Terni

Tubificio di Terni, sindacati: “Sul piano di rilancio giudizio sospeso, riprenderemo la discussione alla fine del primo trimestre del 2024”

“Il 20 dicembre scorso FIM-FIOM-UILM-FISMIC hanno concluso il ciclo di assemblee con i lavoratori del Tubificio di Terni: nonostante le aperture dell’azienda sul numero degli esuberi e sulla volontarietà del riassorbimento in AST, permangono criticità e perplessità sul tema del rilancio”.

A dichiararlo, in una nota, FIM-FIOM-UILM-FISMIC Terni.

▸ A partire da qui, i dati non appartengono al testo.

use derive_more::{Deref, DerefMut};
use image::{DynamicImage, ImageBuffer, Luma};
use log::*;

pub(crate) type GrayImageBuffer = ImageBuffer<Luma<f32>, Vec<f32>>;

/// A single channel image of `f32` intensities between 0 and 1.
///
/// The `image` crate is only used to load images and convert them to this representation.
/// The filters below work on the raw row-major buffer.
#[derive(Debug, Clone, Deref, DerefMut)]
pub struct GrayFloatImage(pub GrayImageBuffer);

impl GrayFloatImage {
    /// Create a unit float image from the image crate's DynamicImage type.
    pub fn from_dynamic(input_image: &DynamicImage) -> Self {
        info!(
            "Loaded a {} x {} image of color type {:?}",
            input_image.width(),
            input_image.height(),
            input_image.color()
        );
        Self(input_image.to_luma32f())
    }

    /// Wraps a row-major buffer. Returns `None` if the buffer is too small.
    pub fn from_raw(width: usize, height: usize, data: Vec<f32>) -> Option<Self> {
        GrayImageBuffer::from_raw(width as u32, height as u32, data).map(Self)
    }

    pub fn width(&self) -> usize {
        self.0.width() as usize
    }

    pub fn height(&self) -> usize {
        self.0.height() as usize
    }

    pub fn get(&self, x: usize, y: usize) -> f32 {
        self.0.as_raw()[y * self.width() + x]
    }

    /// Multiplies two images of the same size pixel by pixel.
    pub fn product(&self, other: &Self) -> Self {
        let data = self
            .0
            .as_raw()
            .iter()
            .zip(other.0.as_raw())
            .map(|(a, b)| a * b)
            .collect();
        Self(GrayImageBuffer::from_raw(self.0.width(), self.0.height(), data).unwrap_or_default())
    }
}

/// Convolves every row with `kernel`, replicating the edge pixels.
pub fn horizontal_filter(image: &GrayImageBuffer, kernel: &[f32]) -> GrayImageBuffer {
    debug_assert!(kernel.len() % 2 == 1);
    let half = kernel.len() / 2;
    let width = image.width() as usize;
    let height = image.height() as usize;
    if width == 0 || height == 0 {
        return image.clone();
    }
    let mut output = vec![0.0; width * height];
    // Pad each row with copies of its edge values so the kernel never leaves the buffer.
    let mut scratch = vec![0f32; width + 2 * half];
    for (row_in, row_out) in image
        .as_raw()
        .chunks_exact(width)
        .zip(output.chunks_exact_mut(width))
    {
        scratch[..half].fill(row_in[0]);
        scratch[half..half + width].copy_from_slice(row_in);
        scratch[half + width..].fill(row_in[width - 1]);
        for (window, out) in scratch.windows(kernel.len()).zip(row_out) {
            *out = window.iter().zip(kernel).map(|(a, b)| a * b).sum();
        }
    }
    GrayImageBuffer::from_raw(width as u32, height as u32, output).unwrap_or_default()
}

/// Convolves every column with `kernel`, replicating the edge pixels.
pub fn vertical_filter(image: &GrayImageBuffer, kernel: &[f32]) -> GrayImageBuffer {
    debug_assert!(kernel.len() % 2 == 1);
    let half = kernel.len() as isize / 2;
    let width = image.width() as usize;
    let height = image.height() as usize;
    if width == 0 || height == 0 {
        return image.clone();
    }
    let data = image.as_raw();
    let mut output = vec![0.0; width * height];
    for (y, row_out) in output.chunks_exact_mut(width).enumerate() {
        for (k, &weight) in kernel.iter().enumerate() {
            let source = (y as isize + k as isize - half).clamp(0, height as isize - 1) as usize;
            let row_in = &data[source * width..(source + 1) * width];
            for (out, &pixel) in row_out.iter_mut().zip(row_in) {
                *out += weight * pixel;
            }
        }
    }
    GrayImageBuffer::from_raw(width as u32, height as u32, output).unwrap_or_default()
}

pub fn separable_filter(
    image: &GrayImageBuffer,
    h_kernel: &[f32],
    v_kernel: &[f32],
) -> GrayImageBuffer {
    let h = horizontal_filter(image, h_kernel);
    vertical_filter(&h, v_kernel)
}

/// Sums every pixel over a `size × size` window centered on it.
pub fn box_filter(image: &GrayFloatImage, size: usize) -> GrayFloatImage {
    let kernel = vec![1.0; size];
    GrayFloatImage(separable_filter(image, &kernel, &kernel))
}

“Il piano degli investimenti, ancora da definire, sulle linee di produzione e su nuove produzioni, attualmente caratterizza il piano di rilancio come piano di ristrutturazione, che da un lato vede una riduzione dei costi, concentrata sul costo del lavoro e quindi sui lavoratori, dall’altro una contrazione dei mercati della componentistica delle auto con motore termico dove si dovranno trovare volumi e
spazi persi in passato”.

“L’impegno e il senso di responsabilità dei lavoratori manifestati nelle assemblee ci induce a non opporci a questo piano. FIM-FIOM-UILM-FISMIC vigileranno nei prossimi mesi, per riprendere la discussione alla fine del primo trimestre del 2024, quando saranno chiariti volumi, andamenti economici e carichi di lavoro sugli impianti”.